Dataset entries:
::::::
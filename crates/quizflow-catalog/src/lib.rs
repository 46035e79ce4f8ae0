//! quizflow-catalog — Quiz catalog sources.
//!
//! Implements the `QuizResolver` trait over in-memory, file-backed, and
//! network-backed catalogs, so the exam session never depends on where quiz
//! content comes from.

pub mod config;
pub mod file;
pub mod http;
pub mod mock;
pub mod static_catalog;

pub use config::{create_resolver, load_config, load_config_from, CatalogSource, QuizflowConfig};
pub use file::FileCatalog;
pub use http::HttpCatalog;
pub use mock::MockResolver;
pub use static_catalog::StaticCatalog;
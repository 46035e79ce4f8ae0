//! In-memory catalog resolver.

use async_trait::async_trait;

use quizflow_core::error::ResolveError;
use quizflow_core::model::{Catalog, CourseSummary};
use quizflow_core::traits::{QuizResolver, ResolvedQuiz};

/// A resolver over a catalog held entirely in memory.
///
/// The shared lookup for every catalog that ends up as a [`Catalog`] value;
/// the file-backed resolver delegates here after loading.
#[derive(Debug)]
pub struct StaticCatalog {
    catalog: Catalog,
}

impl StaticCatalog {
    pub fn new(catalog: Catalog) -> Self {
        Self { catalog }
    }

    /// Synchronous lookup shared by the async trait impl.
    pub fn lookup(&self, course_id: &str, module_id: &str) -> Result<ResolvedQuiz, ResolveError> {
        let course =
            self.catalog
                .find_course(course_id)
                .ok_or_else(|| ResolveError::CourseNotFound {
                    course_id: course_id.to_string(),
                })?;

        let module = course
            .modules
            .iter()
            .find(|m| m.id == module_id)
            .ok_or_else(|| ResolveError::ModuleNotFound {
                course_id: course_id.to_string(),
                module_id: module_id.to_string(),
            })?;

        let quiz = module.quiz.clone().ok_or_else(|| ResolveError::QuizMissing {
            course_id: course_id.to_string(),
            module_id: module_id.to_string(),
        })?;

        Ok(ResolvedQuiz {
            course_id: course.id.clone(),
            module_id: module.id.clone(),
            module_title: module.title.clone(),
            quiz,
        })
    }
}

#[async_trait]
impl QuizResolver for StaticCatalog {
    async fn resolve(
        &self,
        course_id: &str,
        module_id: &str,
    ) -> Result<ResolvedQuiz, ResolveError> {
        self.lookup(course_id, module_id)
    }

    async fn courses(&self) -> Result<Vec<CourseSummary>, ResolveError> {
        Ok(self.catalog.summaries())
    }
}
::::::
» **TRY IT**: Write the records out once more. Change nothing.

» **EXERCISE OUTPUT**:
filename crates/quizflow-catalog/src/lib.rs
repository 46035e79ce4f8ae0
//! quizflow-catalog — Quiz catalog sources.
//!
//! Implements the `QuizResolver` trait over in-memory, file-backed, and
//! network-backed catalogs, so the exam session never depends on where quiz
//! content comes from.

pub mod config;
pub mod file;
pub mod http;
pub mod mock;
pub mod static_catalog;

pub use config::{create_resolver, load_config, load_config_from, CatalogSource, QuizflowConfig};
pub use file::FileCatalog;
pub use http::HttpCatalog;
pub use mock::MockResolver;
pub use static_catalog::StaticCatalog;
repository 46035e79ce4f8ae0
//! In-memory catalog resolver.

use async_trait::async_trait;

use quizflow_core::error::ResolveError;
use quizflow_core::model::{Catalog, CourseSummary};
use quizflow_core::traits::{QuizResolver, ResolvedQuiz};

/// A resolver over a catalog held entirely in memory.
///
/// The shared lookup for every catalog that ends up as a [`Catalog`] value;
/// the file-backed resolver delegates here after loading.
#[derive(Debug)]
pub struct StaticCatalog {
    catalog: Catalog,
}

impl StaticCatalog {
    pub fn new(catalog: Catalog) -> Self {
        Self { catalog }
    }

    /// Synchronous lookup shared by the async trait impl.
    pub fn lookup(&self, course_id: &str, module_id: &str) -> Result<ResolvedQuiz, ResolveError> {
        let course =
            self.catalog
                .find_course(course_id)
                .ok_or_else(|| ResolveError::CourseNotFound {
                    course_id: course_id.to_string(),
                })?;

        let module = course
            .modules
            .iter()
            .find(|m| m.id == module_id)
            .ok_or_else(|| ResolveError::ModuleNotFound {
                course_id: course_id.to_string(),
                module_id: module_id.to_string(),
            })?;

        let quiz = module.quiz.clone().ok_or_else(|| ResolveError::QuizMissing {
            course_id: course_id.to_string(),
            module_id: module_id.to_string(),
        })?;

        Ok(ResolvedQuiz {
            course_id: course.id.clone(),
            module_id: module.id.clone(),
            module_title: module.title.clone(),
            quiz,
        })
    }
}

#[async_trait]
impl QuizResolver for StaticCatalog {
    async fn resolve(
        &self,
        course_id: &str,
        module_id: &str,
    ) -> Result<ResolvedQuiz, ResolveError> {
        self.lookup(course_id, module_id)
    }

    async fn courses(&self) -> Result<Vec<CourseSummary>, ResolveError> {
        Ok(self.catalog.summaries())
    }
}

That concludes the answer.